EXERCISE GOAL: Give the data again exactly, stopping after the "pipeline is required." line.

++++++++

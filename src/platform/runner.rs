use std::path::{Path, PathBuf};
use std::process::{Command, Stdio};

use crate::error::SetupError;

use super::env::ProcessEnv;

/// One external command to run.
///
/// Defaults to checked mode with inherited stdio; use [`Invocation::capture`]
/// and [`Invocation::unchecked`] to change that.
#[derive(Debug, Clone, PartialEq, Eq)]
pub struct Invocation {
    program: String,
    args: Vec<String>,
    shell: bool,
    cwd: Option<PathBuf>,
    capture: bool,
    check: bool,
}

impl Invocation {
    pub fn new<I, S>(program: &str, args: I) -> Self
    where
        I: IntoIterator<Item = S>,
        S: Into<String>,
    {
        Self {
            program: program.to_string(),
            args: args.into_iter().map(Into::into).collect(),
            shell: false,
            cwd: None,
            capture: false,
            check: true,
        }
    }

    /// A script for `sh -c`. Only used where a pipeline is required.
    pub fn shell(script: &str) -> Self {
        Self {
            shell: true,
            ..Self::new(script, Vec::<String>::new())
        }
    }

    pub fn current_dir(mut self, dir: &Path) -> Self {
        self.cwd = Some(dir.to_path_buf());
        self
    }

    /// Capture stdout (and stderr, for diagnostics) instead of inheriting.
    pub fn capture(mut self) -> Self {
        self.capture = true;
        self
    }

    /// Report a non-zero exit through [`CommandOutput::success`] instead of
    /// an error.
    pub fn unchecked(mut self) -> Self {
        self.check = false;
        self
    }

    pub fn program(&self) -> &str {
        &self.program
    }

    pub fn args(&self) -> &[String] {
        &self.args
    }

    pub fn cwd(&self) -> Option<&Path> {
        self.cwd.as_deref()
    }

    pub fn is_shell(&self) -> bool {
        self.shell
    }

    pub fn is_captured(&self) -> bool {
        self.capture
    }

    pub fn is_checked(&self) -> bool {
        self.check
    }

    /// The command line as a user would type it.
    pub fn display(&self) -> String {
        if self.shell || self.args.is_empty() {
            return self.program.clone();
        }
        format!("{} {}", self.program, self.args.join(" "))
    }
}

/// What a finished command produced.
#[derive(Debug, Clone, Default, PartialEq, Eq)]
pub struct CommandOutput {
    pub success: bool,
    pub code: Option<i32>,
    /// Captured stdout; empty when the invocation inherited stdio.
    pub stdout: String,
}

#[cfg(test)]
impl CommandOutput {
    pub fn ok(stdout: &str) -> Self {
        Self {
            success: true,
            code: Some(0),
            stdout: stdout.to_string(),
        }
    }

    pub fn failed(code: i32) -> Self {
        Self {
            success: false,
            code: Some(code),
            stdout: String::new(),
        }
    }
}

/// Runs external commands. Object-safe so the flow can be driven by a fake in
/// tests.
pub trait CommandRunner {
    fn run(&self, invocation: &Invocation, env: &ProcessEnv) -> Result<CommandOutput, SetupError>;
}

/// Runs commands as real child processes.
pub struct SystemRunner;

impl CommandRunner for SystemRunner {
    fn run(&self, invocation: &Invocation, env: &ProcessEnv) -> Result<CommandOutput, SetupError> {
        let command_line = invocation.display();
        tracing::debug!(command = %command_line, cwd = ?invocation.cwd(), "running command");

        let mut cmd = if invocation.is_shell() {
            let mut cmd = Command::new("sh");
            cmd.args(["-c", invocation.program()]);
            cmd
        } else {
            // Resolve against the snapshot's PATH, not the parent's.
            let program = env
                .which(invocation.program())
                .unwrap_or_else(|| PathBuf::from(invocation.program()));
            let mut cmd = Command::new(program);
            cmd.args(invocation.args());
            cmd
        };
        cmd.env_clear().envs(env.child_vars());
        if let Some(dir) = invocation.cwd() {
            cmd.current_dir(dir);
        }

        let spawn_err = |source| SetupError::Spawn {
            command: command_line.clone(),
            source,
        };

        let (status, stdout, stderr) = if invocation.is_captured() {
            let output = cmd
                .stdin(Stdio::null())
                .stdout(Stdio::piped())
                .stderr(Stdio::piped())
                .output()
                .map_err(spawn_err)?;
            (
                output.status,
                String::from_utf8_lossy(&output.stdout).into_owned(),
                String::from_utf8_lossy(&output.stderr).into_owned(),
            )
        } else {
            let status = cmd.status().map_err(spawn_err)?;
            (status, String::new(), String::new())
        };

        tracing::debug!(command = %command_line, code = ?status.code(), "command finished");

        if invocation.is_checked() && !status.success() {
            return Err(SetupError::CommandFailed {
                command: command_line,
                code: status.code(),
                stderr,
            });
        }

        Ok(CommandOutput {
            success: status.success(),
            code: status.code(),
            stdout,
        })
    }
}

// ---------------------------------------------------------------------------
// Test support
// ---------------------------------------------------------------------------


#[cfg(test)]
mod tests {
    use super::*;

    #[test]
    fn display_joins_program_and_args() {
        let inv = Invocation::new("pyenv", ["install", "--list"]);
        assert_eq!(inv.display(), "pyenv install --list");
        assert_eq!(Invocation::new("brew", Vec::<String>::new()).display(), "brew");
        assert_eq!(
            Invocation::shell("curl https://pyenv.run | bash").display(),
            "curl https://pyenv.run | bash"
        );
    }

    #[test]
    fn builder_defaults_to_checked_and_inherited() {
        let inv = Invocation::new("git", ["clone"]);
        assert!(inv.is_checked());
        assert!(!inv.is_captured());
        assert!(!inv.is_shell());
        assert!(inv.cwd().is_none());

        let inv = inv.capture().unchecked().current_dir(Path::new("/tmp"));
        assert!(!inv.is_checked());
        assert!(inv.is_captured());
        assert_eq!(inv.cwd(), Some(Path::new("/tmp")));
    }

    #[cfg(unix)]
    #[test]
    fn captures_stdout() {
        let out = SystemRunner
            .run(
                &Invocation::new("echo", ["3.12.4"]).capture(),
                &ProcessEnv::capture(),
            )
            .expect("echo runs");
        assert!(out.success);
        assert_eq!(out.stdout.trim(), "3.12.4");
    }

    #[cfg(unix)]
    #[test]
    fn checked_non_zero_exit_is_an_error() {
        let err = SystemRunner
            .run(
                &Invocation::shell("echo boom >&2; exit 3").capture(),
                &ProcessEnv::capture(),
            )
            .unwrap_err();
        match err {
            SetupError::CommandFailed {
                command,
                code,
                stderr,
            } => {
                assert_eq!(command, "echo boom >&2; exit 3");
                assert_eq!(code, Some(3));
                assert_eq!(stderr.trim(), "boom");
            }
            other => panic!("unexpected error: {other}"),
        }
    }

    #[cfg(unix)]
    #[test]
    fn unchecked_non_zero_exit_is_reported() {
        let out = SystemRunner
            .run(
                &Invocation::shell("exit 2").capture().unchecked(),
                &ProcessEnv::capture(),
            )
            .expect("unchecked run");
        assert!(!out.success);
        assert_eq!(out.code, Some(2));
    }

    #[cfg(unix)]
    #[test]
    fn child_sees_only_the_snapshot() {
        let mut env = ProcessEnv::capture();
        env.set("PYENV_SETUP_TEST_MARKER", "from-snapshot");
        let out = SystemRunner
            .run(
                &Invocation::shell("printf %s \"$PYENV_SETUP_TEST_MARKER\"").capture(),
                &env,
            )
            .expect("shell runs");
        assert_eq!(out.stdout, "from-snapshot");
        assert!(std::env::var("PYENV_SETUP_TEST_MARKER").is_err());
    }

    #[cfg(unix)]
    #[test]
    fn runs_in_requested_directory() {
        let dir = tempfile::tempdir().expect("tempdir");
        let out = SystemRunner
            .run(
                &Invocation::new("pwd", Vec::<String>::new())
                    .capture()
                    .current_dir(dir.path()),
                &ProcessEnv::capture(),
            )
            .expect("pwd runs");
        let reported = std::fs::canonicalize(out.stdout.trim()).expect("canonical");
        assert_eq!(reported, std::fs::canonicalize(dir.path()).expect("canonical"));
    }

    #[test]
    fn missing_program_is_a_spawn_error() {
        let err = SystemRunner
            .run(
                &Invocation::new("nonexistent_command_xyz_12345", ["--help"])
                    .capture()
                    .unchecked(),
                &ProcessEnv::capture(),
            )
            .unwrap_err();
        match err {
            SetupError::Spawn { command, .. } => {
                assert_eq!(command, "nonexistent_command_xyz_12345 --help");
            }
            other => panic!("unexpected error: {other}"),
        }
    }
}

++++++++

YOUR RESPONSE:
filename src/platform/runner.rs
use std::path::{Path, PathBuf};
use std::process::{Command, Stdio};

use crate::error::SetupError;

use super::env::ProcessEnv;

/// One external command to run.
///
/// Defaults to checked mode with inherited stdio; use [`Invocation::capture`]
/// and [`Invocation::unchecked`] to change that.
#[derive(Debug, Clone, PartialEq, Eq)]
pub struct Invocation {
    program: String,
    args: Vec<String>,
    shell: bool,
    cwd: Option<PathBuf>,
    capture: bool,
    check: bool,
}

impl Invocation {
    pub fn new<I, S>(program: &str, args: I) -> Self
    where
        I: IntoIterator<Item = S>,
        S: Into<String>,
    {
        Self {
            program: program.to_string(),
            args: args.into_iter().map(Into::into).collect(),
            shell: false,
            cwd: None,
            capture: false,
            check: true,
        }
    }

    /// A script for `sh -c`. Only used where a pipeline is required.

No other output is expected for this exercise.